» GIVEN RECORDS
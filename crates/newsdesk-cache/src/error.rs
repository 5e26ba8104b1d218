//! Cache error types.
//!
//! A cache miss is never an error; lookups return `Option::None`. The
//! variants here cover the two genuine failure modes of the caching
//! layer. Errors from the data source are the decorators' concern and
//! pass through this crate untouched; in particular, a data-source error
//! is never cached as an absent value.

/// Errors that can occur in the caching layer.
#[derive(Debug, Clone, thiserror::Error)]
pub enum CacheError {
    /// A request fingerprint was requested for an empty argument
    /// sequence. A key derived from no discriminating input would
    /// conflate unrelated calls, so the caller must fall through to the
    /// data source without caching instead.
    #[error("cannot derive a cache key from an empty argument sequence")]
    InvalidKeyInput,

    /// A stored composite value could not enumerate its members during
    /// an invalidation scan. This is a programming or configuration
    /// error, distinct from "nothing matched"; the offending entry is
    /// dropped conservatively and the error is surfaced.
    #[error("unsupported composite cache value shape: {message}")]
    UnsupportedCompositeShape {
        /// Description of the unexpected shape.
        message: String,
    },
}

impl CacheError {
    /// Creates a new `UnsupportedCompositeShape` error.
    #[must_use]
    pub fn unsupported_shape(message: impl Into<String>) -> Self {
        Self::UnsupportedCompositeShape {
            message: message.into(),
        }
    }

    /// Returns `true` if this is an invalid key input error.
    #[must_use]
    pub fn is_invalid_key_input(&self) -> bool {
        matches!(self, Self::InvalidKeyInput)
    }

    /// Returns `true` if this is an unsupported shape error.
    #[must_use]
    pub fn is_unsupported_shape(&self) -> bool {
        matches!(self, Self::UnsupportedCompositeShape { .. })
    }
}

#[cfg(test)]
mod tests {
    use super::*;

    #[test]
    fn test_error_display() {
        assert_eq!(
            CacheError::InvalidKeyInput.to_string(),
            "cannot derive a cache key from an empty argument sequence"
        );
        let err = CacheError::unsupported_shape("scalar value");
        assert_eq!(
            err.to_string(),
            "unsupported composite cache value shape: scalar value"
        );
    }

    #[test]
    fn test_error_predicates() {
        assert!(CacheError::InvalidKeyInput.is_invalid_key_input());
        assert!(!CacheError::InvalidKeyInput.is_unsupported_shape());
        assert!(CacheError::unsupported_shape("x").is_unsupported_shape());
    }
}
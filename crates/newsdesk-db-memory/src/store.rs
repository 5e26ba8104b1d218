//! In-memory repository backend using concurrent maps.

use std::sync::atomic::{AtomicI64, Ordering};

use async_trait::async_trait;
use dashmap::DashMap;

use newsdesk_core::{Comment, EntityId, News, Page, PageRequest};
use newsdesk_storage::{CommentRepository, NewsRepository, StorageError};

/// In-memory newsdesk storage.
///
/// Provides:
/// - concurrent access via `DashMap`
/// - sequential id assignment per entity kind
/// - cascading delete of comments when their news article is deleted
///
/// Query reads (`find_all*`) return results ordered by ascending id so
/// that equal queries produce equal results, which the caching layer
/// relies on for fingerprint-keyed composite entries.
#[derive(Debug, Default)]
pub struct InMemoryStore {
    news: DashMap<EntityId, News>,
    comments: DashMap<EntityId, Comment>,
    next_news_id: AtomicI64,
    next_comment_id: AtomicI64,
}

impl InMemoryStore {
    /// Creates an empty store.
    #[must_use]
    pub fn new() -> Self {
        Self {
            news: DashMap::new(),
            comments: DashMap::new(),
            next_news_id: AtomicI64::new(1),
            next_comment_id: AtomicI64::new(1),
        }
    }

    fn next_news_id(&self) -> EntityId {
        self.next_news_id.fetch_add(1, Ordering::SeqCst)
    }

    fn next_comment_id(&self) -> EntityId {
        self.next_comment_id.fetch_add(1, Ordering::SeqCst)
    }

    fn sorted_news(&self) -> Vec<News> {
        let mut all: Vec<News> = self.news.iter().map(|e| e.value().clone()).collect();
        all.sort_by_key(|n| n.id);
        all
    }

    fn sorted_comments(&self) -> Vec<Comment> {
        let mut all: Vec<Comment> = self.comments.iter().map(|e| e.value().clone()).collect();
        all.sort_by_key(|c| c.id);
        all
    }

    fn page_of<T>(all: Vec<T>, request: PageRequest) -> Page<T> {
        let total = all.len() as u64;
        let content: Vec<T> = all
            .into_iter()
            .skip(request.offset())
            .take(request.size as usize)
            .collect();
        Page::new(content, request, total)
    }
}

#[async_trait]
impl NewsRepository for InMemoryStore {
    async fn find_by_id(&self, id: EntityId) -> Result<Option<News>, StorageError> {
        Ok(self.news.get(&id).map(|e| e.value().clone()))
    }

    async fn find_all(&self, request: PageRequest) -> Result<Page<News>, StorageError> {
        Ok(Self::page_of(self.sorted_news(), request))
    }

    async fn find_all_by_part_text(&self, part: &str) -> Result<Vec<News>, StorageError> {
        let mut found: Vec<News> = self
            .news
            .iter()
            .filter(|e| e.value().title.contains(part) || e.value().text.contains(part))
            .map(|e| e.value().clone())
            .collect();
        found.sort_by_key(|n| n.id);
        Ok(found)
    }

    async fn save(&self, mut news: News) -> Result<News, StorageError> {
        if news.title.is_empty() {
            return Err(StorageError::invalid_entity("news title must not be empty"));
        }
        if !news.is_persisted() {
            news.id = self.next_news_id();
        }
        self.news.insert(news.id, news.clone());
        tracing::debug!(id = news.id, "news saved");
        Ok(news)
    }

    async fn delete(&self, id: EntityId) -> Result<(), StorageError> {
        if self.news.remove(&id).is_none() {
            return Err(StorageError::not_found("News", id));
        }
        // Comments cannot outlive their article.
        self.comments.retain(|_, comment| comment.news_id != id);
        tracing::debug!(id, "news deleted");
        Ok(())
    }
}

#[async_trait]
impl CommentRepository for InMemoryStore {
    async fn find_by_id(&self, id: EntityId) -> Result<Option<Comment>, StorageError> {
        Ok(self.comments.get(&id).map(|e| e.value().clone()))
    }

    async fn find_all(&self, request: PageRequest) -> Result<Page<Comment>, StorageError> {
        Ok(Self::page_of(self.sorted_comments(), request))
    }

    async fn find_all_by_part_text(&self, part: &str) -> Result<Vec<Comment>, StorageError> {
        let mut found: Vec<Comment> = self
            .comments
            .iter()
            .filter(|e| e.value().text.contains(part))
            .map(|e| e.value().clone())
            .collect();
        found.sort_by_key(|c| c.id);
        Ok(found)
    }

    async fn find_all_by_news_id(&self, news_id: EntityId) -> Result<Vec<Comment>, StorageError> {
        let mut found: Vec<Comment> = self
            .comments
            .iter()
            .filter(|e| e.value().news_id == news_id)
            .map(|e| e.value().clone())
            .collect();
        found.sort_by_key(|c| c.id);
        Ok(found)
    }

    async fn save(&self, mut comment: Comment) -> Result<Comment, StorageError> {
        if !self.news.contains_key(&comment.news_id) {
            return Err(StorageError::invalid_entity(format!(
                "comment references missing news article {}",
                comment.news_id
            )));
        }
        if !comment.is_persisted() {
            comment.id = self.next_comment_id();
        }
        self.comments.insert(comment.id, comment.clone());
        tracing::debug!(id = comment.id, news_id = comment.news_id, "comment saved");
        Ok(comment)
    }

    async fn delete(&self, id: EntityId) -> Result<(), StorageError> {
        if self.comments.remove(&id).is_none() {
            return Err(StorageError::not_found("Comment", id));
        }
        tracing::debug!(id, "comment deleted");
        Ok(())
    }
}
//! # newsdesk-cache
//!
//! Capacity-bounded eviction caches and the invalidation layer that
//! keeps cached entities, cached query results, and cross-referencing
//! cached entities consistent when the underlying data changes.
//!
//! ## Architecture
//!
//! - [`EvictionCache`] with [`LruCache`] and [`LfuCache`] policies,
//!   built by [`CacheFactory`] from configuration values.
//! - [`BoundEntityCacheManager`]: one coherent facade over the two
//!   bound entity kinds (news and comments), cascading removals across
//!   the relation.
//! - [`CompositeStore`] + [`CompositeCacheInvalidator`]: query results
//!   (lists and pages) cached under a [`RequestFingerprint`] and purged
//!   by member id whenever an entity mutates.
//! - [`intercept`]: decorators wrapping the repository traits,
//!   composing the pieces above around every data-access call.
//!
//! ## Consistency protocol
//!
//! Reads fill caches lazily; saves delegate first and then refresh;
//! deletes resolve bound ids up front, delegate, and then cascade
//! removal and composite purges across both entity kinds. All cache
//! operations are in-memory and bounded-time; the cache never calls the
//! data source itself.

mod composite;
mod error;
mod eviction;
mod factory;
mod fingerprint;
pub mod intercept;
mod invalidator;
mod manager;
mod policy;

pub use composite::{CompositeStore, CompositeValue};
pub use error::CacheError;
pub use eviction::{DEFAULT_CAPACITY, EvictionCache, LfuCache, LruCache};
pub use factory::CacheFactory;
pub use fingerprint::{FingerprintArg, RequestFingerprint};
pub use invalidator::CompositeCacheInvalidator;
pub use manager::BoundEntityCacheManager;
pub use policy::EvictionPolicy;

/// Type alias for a cache result.
pub type CacheResult<T> = Result<T, CacheError>;

/// Prelude module for convenient imports.
///
/// ```ignore
/// use newsdesk_cache::prelude::*;
/// ```
pub mod prelude {
    pub use crate::composite::{CompositeStore, CompositeValue};
    pub use crate::error::CacheError;
    pub use crate::eviction::{DEFAULT_CAPACITY, EvictionCache, LfuCache, LruCache};
    pub use crate::factory::CacheFactory;
    pub use crate::fingerprint::{FingerprintArg, RequestFingerprint};
    pub use crate::intercept::{
        CachedCommentRepository, CachedNewsRepository, ServiceCaches, SharedCaches,
    };
    pub use crate::invalidator::CompositeCacheInvalidator;
    pub use crate::manager::BoundEntityCacheManager;
    pub use crate::policy::EvictionPolicy;
    pub use crate::CacheResult;
}
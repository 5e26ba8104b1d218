//! # newsdesk-config
//!
//! Configuration for the newsdesk caching layer.
//!
//! Configuration is loaded from a TOML file with a `[cache]` section:
//!
//! ```toml
//! [cache]
//! enabled = true
//! algorithm = "lfu"
//! size = 50
//! ```
//!
//! Every field has a default, so an empty file (or a missing section)
//! yields a working configuration. Invalid values never fail startup:
//! unknown algorithm names fall back to LRU and non-positive sizes fall
//! back to the default capacity, both resolved downstream by the cache
//! factory.

mod error;

pub use error::ConfigError;

use std::path::Path;

use serde::{Deserialize, Serialize};

/// Default cache capacity in entries.
pub const DEFAULT_CACHE_SIZE: i64 = 10;

/// Default eviction algorithm name.
pub const DEFAULT_CACHE_ALGORITHM: &str = "lru";

/// Top-level newsdesk configuration.
#[derive(Debug, Clone, Default, PartialEq, Eq, Serialize, Deserialize)]
#[serde(default)]
pub struct NewsdeskConfig {
    /// Caching layer settings.
    pub cache: CacheConfig,
}

impl NewsdeskConfig {
    /// Loads configuration from a TOML file.
    ///
    /// # Errors
    ///
    /// Returns [`ConfigError::Io`] if the file cannot be read and
    /// [`ConfigError::Parse`] if it is not valid TOML.
    pub fn from_file(path: impl AsRef<Path>) -> Result<Self, ConfigError> {
        let path = path.as_ref();
        let raw = std::fs::read_to_string(path)?;
        let config = toml::from_str(&raw)?;
        tracing::debug!(path = %path.display(), "configuration loaded");
        Ok(config)
    }
}

/// Settings for the caching layer.
#[derive(Debug, Clone, PartialEq, Eq, Serialize, Deserialize)]
#[serde(default)]
pub struct CacheConfig {
    /// Whether the caching decorators are active at all. When `false`
    /// every repository call delegates straight to the data source.
    pub enabled: bool,
    /// Eviction algorithm name; recognized values are "lru" and "lfu".
    /// Anything else resolves to LRU.
    pub algorithm: String,
    /// Capacity bound per entity cache, in entries. Non-positive values
    /// resolve to [`DEFAULT_CACHE_SIZE`].
    pub size: i64,
}

impl Default for CacheConfig {
    fn default() -> Self {
        Self {
            enabled: true,
            algorithm: DEFAULT_CACHE_ALGORITHM.to_string(),
            size: DEFAULT_CACHE_SIZE,
        }
    }
}

#[cfg(test)]
mod tests {
    use super::*;
    use std::io::Write;

    #[test]
    fn test_defaults() {
        let config = NewsdeskConfig::default();
        assert!(config.cache.enabled);
        assert_eq!(config.cache.algorithm, "lru");
        assert_eq!(config.cache.size, DEFAULT_CACHE_SIZE);
    }

    #[test]
    fn test_empty_file_yields_defaults() {
        let config: NewsdeskConfig = toml::from_str("").expect("parse");
        assert_eq!(config, NewsdeskConfig::default());
    }

    #[test]
    fn test_partial_section_keeps_other_defaults() {
        let config: NewsdeskConfig = toml::from_str("[cache]\nalgorithm = \"lfu\"\n")
            .expect("parse");
        assert_eq!(config.cache.algorithm, "lfu");
        assert!(config.cache.enabled);
        assert_eq!(config.cache.size, DEFAULT_CACHE_SIZE);
    }

    #[test]
    fn test_from_file() {
        let mut file = tempfile::NamedTempFile::new().expect("temp file");
        write!(
            file,
            "[cache]\nenabled = false\nalgorithm = \"lfu\"\nsize = 128\n"
        )
        .expect("write");

        let config = NewsdeskConfig::from_file(file.path()).expect("load");
        assert!(!config.cache.enabled);
        assert_eq!(config.cache.algorithm, "lfu");
        assert_eq!(config.cache.size, 128);
    }

    #[test]
    fn test_missing_file_is_io_error() {
        let err = NewsdeskConfig::from_file("/nonexistent/newsdesk.toml")
            .expect_err("must fail");
        assert!(matches!(err, ConfigError::Io(_)));
    }

    #[test]
    fn test_malformed_file_is_parse_error() {
        let mut file = tempfile::NamedTempFile::new().expect("temp file");
        write!(file, "[cache\nbroken").expect("write");
        let err = NewsdeskConfig::from_file(file.path()).expect_err("must fail");
        assert!(matches!(err, ConfigError::Parse(_)));
    }
}
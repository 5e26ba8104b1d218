//! Pagination types shared by the storage and cache layers.

use serde::{Deserialize, Serialize};

/// A request for one page of results.
#[derive(Debug, Clone, Copy, PartialEq, Eq, Hash, Serialize, Deserialize)]
pub struct PageRequest {
    /// Zero-based page index.
    pub page: u32,
    /// Number of entries per page.
    pub size: u32,
}

impl PageRequest {
    /// Default page size when none is requested.
    pub const DEFAULT_SIZE: u32 = 20;

    /// Creates a page request. A zero size falls back to
    /// [`PageRequest::DEFAULT_SIZE`].
    #[must_use]
    pub fn new(page: u32, size: u32) -> Self {
        Self {
            page,
            size: if size == 0 { Self::DEFAULT_SIZE } else { size },
        }
    }

    /// Returns the offset of the first entry on this page.
    #[must_use]
    pub fn offset(&self) -> usize {
        self.page as usize * self.size as usize
    }
}

impl Default for PageRequest {
    fn default() -> Self {
        Self::new(0, Self::DEFAULT_SIZE)
    }
}

/// One page of results with pagination metadata.
#[derive(Debug, Clone, PartialEq, Eq, Serialize, Deserialize)]
pub struct Page<T> {
    /// The entries on this page.
    pub content: Vec<T>,
    /// Zero-based index of this page.
    pub page: u32,
    /// Requested page size (the content may be shorter on the last page).
    pub size: u32,
    /// Total number of matching entries across all pages.
    pub total: u64,
}

impl<T> Page<T> {
    /// Creates a page from its content and metadata.
    #[must_use]
    pub fn new(content: Vec<T>, request: PageRequest, total: u64) -> Self {
        Self {
            content,
            page: request.page,
            size: request.size,
            total,
        }
    }

    /// Creates an empty page for the given request.
    #[must_use]
    pub fn empty(request: PageRequest) -> Self {
        Self::new(Vec::new(), request, 0)
    }

    /// Returns the number of entries on this page.
    #[must_use]
    pub fn len(&self) -> usize {
        self.content.len()
    }

    /// Returns `true` if this page holds no entries.
    #[must_use]
    pub fn is_empty(&self) -> bool {
        self.content.is_empty()
    }

    /// Returns the total number of pages for the recorded size and total.
    #[must_use]
    pub fn total_pages(&self) -> u64 {
        if self.size == 0 {
            0
        } else {
            self.total.div_ceil(u64::from(self.size))
        }
    }
}

#[cfg(test)]
mod tests {
    use super::*;

    #[test]
    fn test_page_request_offset() {
        let request = PageRequest::new(3, 25);
        assert_eq!(request.offset(), 75);
    }

    #[test]
    fn test_page_request_zero_size_falls_back() {
        let request = PageRequest::new(1, 0);
        assert_eq!(request.size, PageRequest::DEFAULT_SIZE);
    }

    #[test]
    fn test_page_metadata() {
        let request = PageRequest::new(0, 10);
        let page = Page::new(vec![1, 2, 3], request, 23);
        assert_eq!(page.len(), 3);
        assert!(!page.is_empty());
        assert_eq!(page.total_pages(), 3);
    }

    #[test]
    fn test_empty_page() {
        let page: Page<i32> = Page::empty(PageRequest::default());
        assert!(page.is_empty());
        assert_eq!(page.total_pages(), 0);
    }
}
//! Composite cache stores for query results.
//!
//! A composite value is a cached collection of entities (an ordered list
//! or a page with pagination metadata) as opposed to a single cached
//! entity. Each store covers one (entity kind, query shape) pair and is
//! keyed by [`RequestFingerprint`], so a list of comments can never be
//! read back as a page of news and no downcasting exists anywhere.

use std::marker::PhantomData;

use dashmap::DashMap;

use newsdesk_core::{HasId, Page};

use crate::error::CacheError;
use crate::fingerprint::RequestFingerprint;

/// A cached collection of entities that can enumerate its members for
/// invalidation scans.
///
/// The built-in implementations (`Vec<E>` and [`Page<E>`]) always
/// succeed. A custom composite value that cannot enumerate its members
/// must return [`CacheError::UnsupportedCompositeShape`] so the
/// invalidator can drop it conservatively instead of silently skipping
/// it.
pub trait CompositeValue<E: HasId> {
    /// Returns the member entities of this composite value.
    ///
    /// # Errors
    ///
    /// Returns [`CacheError::UnsupportedCompositeShape`] if the members
    /// cannot be enumerated.
    fn try_members(&self) -> Result<&[E], CacheError>;
}

impl<E: HasId> CompositeValue<E> for Vec<E> {
    fn try_members(&self) -> Result<&[E], CacheError> {
        Ok(self)
    }
}

impl<E: HasId> CompositeValue<E> for Page<E> {
    fn try_members(&self) -> Result<&[E], CacheError> {
        Ok(&self.content)
    }
}

/// A store of cached composite values keyed by request fingerprint.
///
/// Entries are created on first miss for a fingerprint and removed
/// wholesale by the invalidator whenever a member entity changes or is
/// deleted. There is no background expiry; the store only shrinks
/// through invalidation.
pub struct CompositeStore<E, V> {
    pub(crate) entries: DashMap<RequestFingerprint, V>,
    _entity: PhantomData<fn() -> E>,
}

impl<E, V> CompositeStore<E, V>
where
    E: HasId,
    V: CompositeValue<E> + Clone,
{
    /// Creates an empty store.
    #[must_use]
    pub fn new() -> Self {
        Self {
            entries: DashMap::new(),
            _entity: PhantomData,
        }
    }

    /// Returns the cached composite value for a fingerprint.
    #[must_use]
    pub fn get(&self, fingerprint: RequestFingerprint) -> Option<V> {
        self.entries.get(&fingerprint).map(|e| e.value().clone())
    }

    /// Stores a composite value under a fingerprint, replacing any
    /// previous value.
    pub fn insert(&self, fingerprint: RequestFingerprint, value: V) {
        self.entries.insert(fingerprint, value);
    }

    /// Removes the entry for a fingerprint. No-op if absent.
    pub fn remove(&self, fingerprint: RequestFingerprint) {
        self.entries.remove(&fingerprint);
    }

    /// Returns the number of cached composite entries.
    #[must_use]
    pub fn len(&self) -> usize {
        self.entries.len()
    }

    /// Returns `true` if the store holds no entries.
    #[must_use]
    pub fn is_empty(&self) -> bool {
        self.entries.is_empty()
    }

    /// Removes every entry.
    pub fn clear(&self) {
        self.entries.clear();
    }
}

impl<E, V> Default for CompositeStore<E, V>
where
    E: HasId,
    V: CompositeValue<E> + Clone,
{
    fn default() -> Self {
        Self::new()
    }
}

#[cfg(test)]
mod tests {
    use super::*;
    use newsdesk_core::{News, PageRequest};

    fn fp(n: i64) -> RequestFingerprint {
        RequestFingerprint::of(&[n.into()]).expect("fingerprint")
    }

    #[test]
    fn test_insert_get_remove() {
        let store: CompositeStore<News, Vec<News>> = CompositeStore::new();
        let value = vec![News::new("t", "x", "a").with_id(1)];

        store.insert(fp(1), value.clone());
        assert_eq!(store.len(), 1);
        assert_eq!(store.get(fp(1)), Some(value));

        store.remove(fp(1));
        assert!(store.get(fp(1)).is_none());
        assert!(store.is_empty());

        // Removing again is a safe no-op.
        store.remove(fp(1));
    }

    #[test]
    fn test_insert_replaces_existing_entry() {
        let store: CompositeStore<News, Vec<News>> = CompositeStore::new();
        store.insert(fp(1), vec![News::new("old", "x", "a").with_id(1)]);
        store.insert(fp(1), vec![News::new("new", "x", "a").with_id(2)]);
        assert_eq!(store.len(), 1);
        let cached = store.get(fp(1)).expect("entry");
        assert_eq!(cached[0].id, 2);
    }

    #[test]
    fn test_page_members() {
        let page = Page::new(
            vec![News::new("t", "x", "a").with_id(7)],
            PageRequest::default(),
            1,
        );
        let members = page.try_members().expect("members");
        assert_eq!(members.len(), 1);
        assert_eq!(members[0].id(), 7);
    }
}
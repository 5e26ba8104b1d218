//! Repository traits for the newsdesk data-access layer.
//!
//! These traits define the contract between the service and its data
//! source. Implementations must be thread-safe (`Send + Sync`). The
//! caching layer in `newsdesk-cache` wraps these same traits with
//! read-through decorators, so callers see one interface whether or not
//! caching is enabled.

use async_trait::async_trait;

use newsdesk_core::{Comment, EntityId, News, Page, PageRequest};

use crate::error::StorageError;

/// Data access for news articles.
///
/// # Example
///
/// ```ignore
/// use newsdesk_storage::{NewsRepository, StorageError};
///
/// async fn get_news(repo: &dyn NewsRepository, id: i64) -> Result<News, StorageError> {
///     repo.find_by_id(id)
///         .await?
///         .ok_or(StorageError::not_found("News", id))
/// }
/// ```
#[async_trait]
pub trait NewsRepository: Send + Sync {
    /// Finds a news article by id.
    ///
    /// Returns `None` if the article does not exist.
    ///
    /// # Errors
    ///
    /// Returns an error only for infrastructure issues, not for missing
    /// articles.
    async fn find_by_id(&self, id: EntityId) -> Result<Option<News>, StorageError>;

    /// Returns one page of all news articles, ordered by id.
    ///
    /// # Errors
    ///
    /// Returns an error for infrastructure issues.
    async fn find_all(&self, request: PageRequest) -> Result<Page<News>, StorageError>;

    /// Returns all news articles whose title or body contains `part`.
    ///
    /// # Errors
    ///
    /// Returns an error for infrastructure issues.
    async fn find_all_by_part_text(&self, part: &str) -> Result<Vec<News>, StorageError>;

    /// Saves a news article, inserting or replacing by id.
    ///
    /// A not-yet-persisted article is assigned a generated id. The
    /// returned article is the authoritative stored state.
    ///
    /// # Errors
    ///
    /// Returns `StorageError::InvalidEntity` if the article is malformed.
    async fn save(&self, news: News) -> Result<News, StorageError>;

    /// Deletes a news article and all comments bound to it.
    ///
    /// # Errors
    ///
    /// Returns `StorageError::NotFound` if the article does not exist.
    async fn delete(&self, id: EntityId) -> Result<(), StorageError>;
}

/// Data access for comments.
#[async_trait]
pub trait CommentRepository: Send + Sync {
    /// Finds a comment by id.
    ///
    /// Returns `None` if the comment does not exist.
    ///
    /// # Errors
    ///
    /// Returns an error only for infrastructure issues, not for missing
    /// comments.
    async fn find_by_id(&self, id: EntityId) -> Result<Option<Comment>, StorageError>;

    /// Returns one page of all comments, ordered by id.
    ///
    /// # Errors
    ///
    /// Returns an error for infrastructure issues.
    async fn find_all(&self, request: PageRequest) -> Result<Page<Comment>, StorageError>;

    /// Returns all comments whose body contains `part`.
    ///
    /// # Errors
    ///
    /// Returns an error for infrastructure issues.
    async fn find_all_by_part_text(&self, part: &str) -> Result<Vec<Comment>, StorageError>;

    /// Returns all comments bound to the given news article.
    ///
    /// # Errors
    ///
    /// Returns an error for infrastructure issues.
    async fn find_all_by_news_id(&self, news_id: EntityId) -> Result<Vec<Comment>, StorageError>;

    /// Saves a comment, inserting or replacing by id.
    ///
    /// A not-yet-persisted comment is assigned a generated id. The
    /// returned comment is the authoritative stored state.
    ///
    /// # Errors
    ///
    /// Returns `StorageError::InvalidEntity` if the comment is malformed,
    /// including when it references a news article that does not exist.
    async fn save(&self, comment: Comment) -> Result<Comment, StorageError>;

    /// Deletes a comment by id.
    ///
    /// # Errors
    ///
    /// Returns `StorageError::NotFound` if the comment does not exist.
    async fn delete(&self, id: EntityId) -> Result<(), StorageError>;
}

» WORK TO COMPLETE
The lines above that include "types" should each be listed.

» RESPONSE AREA
//! Cache error types.
//! Pagination types shared by the storage and cache layers.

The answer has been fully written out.